TASK REQUIREMENTS: Working from the records below, repeat exactly the lines starting at the line that contains "Every derived quantity" and ending at the line that contains "pub fn eccentricity(&self)", inclusive.

INPUT DATA:
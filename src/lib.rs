//! # Mapframe
//!
//! A Rust-native geodetic core for computing and editing printable map
//! extents, inspired by the interaction model of Leaflet print pickers.
//!
//! The crate converts geographic coordinates on an ellipsoidal Earth model
//! to and from planar meters (ellipsoidal Mercator and UTM), derives a
//! rectangular print extent from a center point, a paper size and a print
//! scale, and keeps the extent's five drag handles (center + four corners)
//! mutually consistent while the user edits it.

pub mod config;
pub mod core;
pub mod extent;
pub mod handles;
pub mod prelude;
pub mod projection;
pub mod scale;
pub use crate::core::constants;

// Re-export public API
pub use crate::core::geo::{Ellipsoid, LatLng, LatLngBounds, Point, UtmPoint};
pub use crate::extent::{compute_extent, MapExtent};
pub use crate::handles::{ExtentEditor, Handle, HandleSet};
pub use crate::projection::Projection;

/// Result type used throughout the library
pub type Result<T> = std::result::Result<T, Box<dyn std::error::Error + Send + Sync>>;

/// Common error types
#[derive(Debug, thiserror::Error)]
pub enum FrameError {
    #[error("Serialization error: {0}")]
    Serialization(#[from] serde_json::Error),

    #[error("Invalid coordinates: {0}")]
    InvalidCoordinates(String),

    #[error("Parse error: {0}")]
    ParseError(String),
}

/// Error type alias for convenience
pub type Error = FrameError;
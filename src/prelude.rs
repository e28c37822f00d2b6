//! Prelude module for common mapframe types
//!
//! This module re-exports the most commonly used types and functions
//! for easy importing with `use mapframe::prelude::*;`

pub use crate::config::PrintConfig;

pub use crate::core::geo::{Ellipsoid, LatLng, LatLngBounds, Point, UtmPoint};

pub use crate::extent::{compute_extent, MapExtent};

pub use crate::handles::{ExtentEditor, Handle, HandleSet};

pub use crate::projection::{mercator, utm, Projection};

pub use crate::scale::{approximate_scale_for_zoom, scale_for_zoom};

pub use crate::{Error, Result};
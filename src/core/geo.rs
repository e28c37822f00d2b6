use crate::core::constants::COORD_ROUNDING_FACTOR;
use serde::{Deserialize, Serialize};

/// Reference ellipsoid defined by its semi-major and semi-minor axes.
///
/// Every derived quantity is computed on demand from `a` and `b`, so a
/// different reference ellipsoid can be swapped in without touching the
/// transform code.
#[derive(Debug, Clone, Copy, PartialEq, Serialize, Deserialize)]
pub struct Ellipsoid {
    /// Semi-major axis in meters
    pub a: f64,
    /// Semi-minor axis in meters
    pub b: f64,
}

impl Ellipsoid {
    /// WGS84-class ellipsoid used by all built-in transforms
    pub const WGS84: Ellipsoid = Ellipsoid {
        a: 6_378_137.0,
        b: 6_356_752.314,
    };

    /// First eccentricity `e = sqrt(1 - (b/a)²)`
    pub fn eccentricity(&self) -> f64 {
        let ratio = self.b / self.a;
        (1.0 - ratio * ratio).sqrt()
    }

    /// Second eccentricity squared `e'² = (a² - b²) / b²`
    pub fn second_eccentricity_squared(&self) -> f64 {
        (self.a * self.a - self.b * self.b) / (self.b * self.b)
    }

    /// Third flattening `n = (a - b) / (a + b)`, the expansion parameter
    /// of the meridian arc series
    pub fn third_flattening(&self) -> f64 {
        (self.a - self.b) / (self.a + self.b)
    }
}

/// Represents a geographical coordinate with latitude and longitude
#[derive(Debug, Clone, Copy, PartialEq, Serialize, Deserialize)]
pub struct LatLng {
    pub lat: f64,
    pub lng: f64,
}

impl LatLng {
    /// Creates a new LatLng coordinate
    pub fn new(lat: f64, lng: f64) -> Self {
        Self { lat, lng }
    }

    /// Validates that the coordinates are within valid ranges
    pub fn is_valid(&self) -> bool {
        self.lat >= -90.0 && self.lat <= 90.0 && self.lng >= -180.0 && self.lng <= 180.0
    }

    /// Wraps longitude to [-180, 180] range
    pub fn wrap_lng(lng: f64) -> f64 {
        let wrapped = lng % 360.0;
        if wrapped > 180.0 {
            wrapped - 360.0
        } else if wrapped < -180.0 {
            wrapped + 360.0
        } else {
            wrapped
        }
    }

    /// Returns a copy with the longitude wrapped to [-180, 180]
    pub fn wrapped(&self) -> LatLng {
        LatLng::new(self.lat, Self::wrap_lng(self.lng))
    }

    /// Rounds both coordinates to 8 decimal places for host display
    pub fn rounded(&self) -> LatLng {
        LatLng::new(
            (self.lat * COORD_ROUNDING_FACTOR).round() / COORD_ROUNDING_FACTOR,
            (self.lng * COORD_ROUNDING_FACTOR).round() / COORD_ROUNDING_FACTOR,
        )
    }
}

impl Default for LatLng {
    fn default() -> Self {
        Self::new(0.0, 0.0)
    }
}

/// Represents a point in projected planar coordinates, in meters.
/// A Point is meaningless without its projection (and zone) context.
#[derive(Debug, Clone, Copy, PartialEq, Serialize, Deserialize)]
pub struct Point {
    pub x: f64,
    pub y: f64,
}

impl Point {
    pub fn new(x: f64, y: f64) -> Self {
        Self { x, y }
    }

    pub fn add(&self, other: &Point) -> Point {
        Point::new(self.x + other.x, self.y + other.y)
    }

    pub fn subtract(&self, other: &Point) -> Point {
        Point::new(self.x - other.x, self.y - other.y)
    }
}

impl Default for Point {
    fn default() -> Self {
        Self::new(0.0, 0.0)
    }
}

/// A planar point in the Universal Transverse Mercator system, tagged
/// with the zone its easting/northing are relative to
#[derive(Debug, Clone, Copy, PartialEq, Serialize, Deserialize)]
pub struct UtmPoint {
    pub x: f64,
    pub y: f64,
    pub zone: u8,
}

impl UtmPoint {
    pub fn new(x: f64, y: f64, zone: u8) -> Self {
        Self { x, y, zone }
    }

    /// The easting/northing pair without its zone tag
    pub fn point(&self) -> Point {
        Point::new(self.x, self.y)
    }
}

/// Represents a bounding box of geographical coordinates
#[derive(Debug, Clone, Copy, PartialEq, Serialize, Deserialize)]
pub struct LatLngBounds {
    pub south_west: LatLng,
    pub north_east: LatLng,
}

impl LatLngBounds {
    pub fn new(south_west: LatLng, north_east: LatLng) -> Self {
        Self {
            south_west,
            north_east,
        }
    }

    /// Creates bounds from individual coordinates
    pub fn from_coords(south: f64, west: f64, north: f64, east: f64) -> Self {
        Self::new(LatLng::new(south, west), LatLng::new(north, east))
    }

    /// Creates the smallest bounds containing all the given points
    pub fn from_points(points: &[LatLng]) -> Self {
        let mut bounds = Self::new(
            LatLng::new(f64::INFINITY, f64::INFINITY),
            LatLng::new(f64::NEG_INFINITY, f64::NEG_INFINITY),
        );
        for point in points {
            bounds.extend(point);
        }
        bounds
    }

    /// Extends the bounds to include a point
    pub fn extend(&mut self, point: &LatLng) {
        self.south_west.lat = self.south_west.lat.min(point.lat);
        self.south_west.lng = self.south_west.lng.min(point.lng);
        self.north_east.lat = self.north_east.lat.max(point.lat);
        self.north_east.lng = self.north_east.lng.max(point.lng);
    }

    /// Checks if the bounds contain a point
    pub fn contains(&self, point: &LatLng) -> bool {
        point.lat >= self.south_west.lat
            && point.lat <= self.north_east.lat
            && point.lng >= self.south_west.lng
            && point.lng <= self.north_east.lng
    }

    /// Gets the center point of the bounds
    pub fn center(&self) -> LatLng {
        LatLng::new(
            (self.south_west.lat + self.north_east.lat) / 2.0,
            (self.south_west.lng + self.north_east.lng) / 2.0,
        )
    }
}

SOLUTION TO THIS PROBLEM:
/// Every derived quantity is computed on demand from `a` and `b`, so a
/// different reference ellipsoid can be swapped in without touching the
/// transform code.
#[derive(Debug, Clone, Copy, PartialEq, Serialize, Deserialize)]
pub struct Ellipsoid {
    /// Semi-major axis in meters
    pub a: f64,
    /// Semi-minor axis in meters
    pub b: f64,
}

impl Ellipsoid {
    /// WGS84-class ellipsoid used by all built-in transforms
    pub const WGS84: Ellipsoid = Ellipsoid {
        a: 6_378_137.0,
        b: 6_356_752.314,
    };

    /// First eccentricity `e = sqrt(1 - (b/a)²)`
    pub fn eccentricity(&self) -> f64 {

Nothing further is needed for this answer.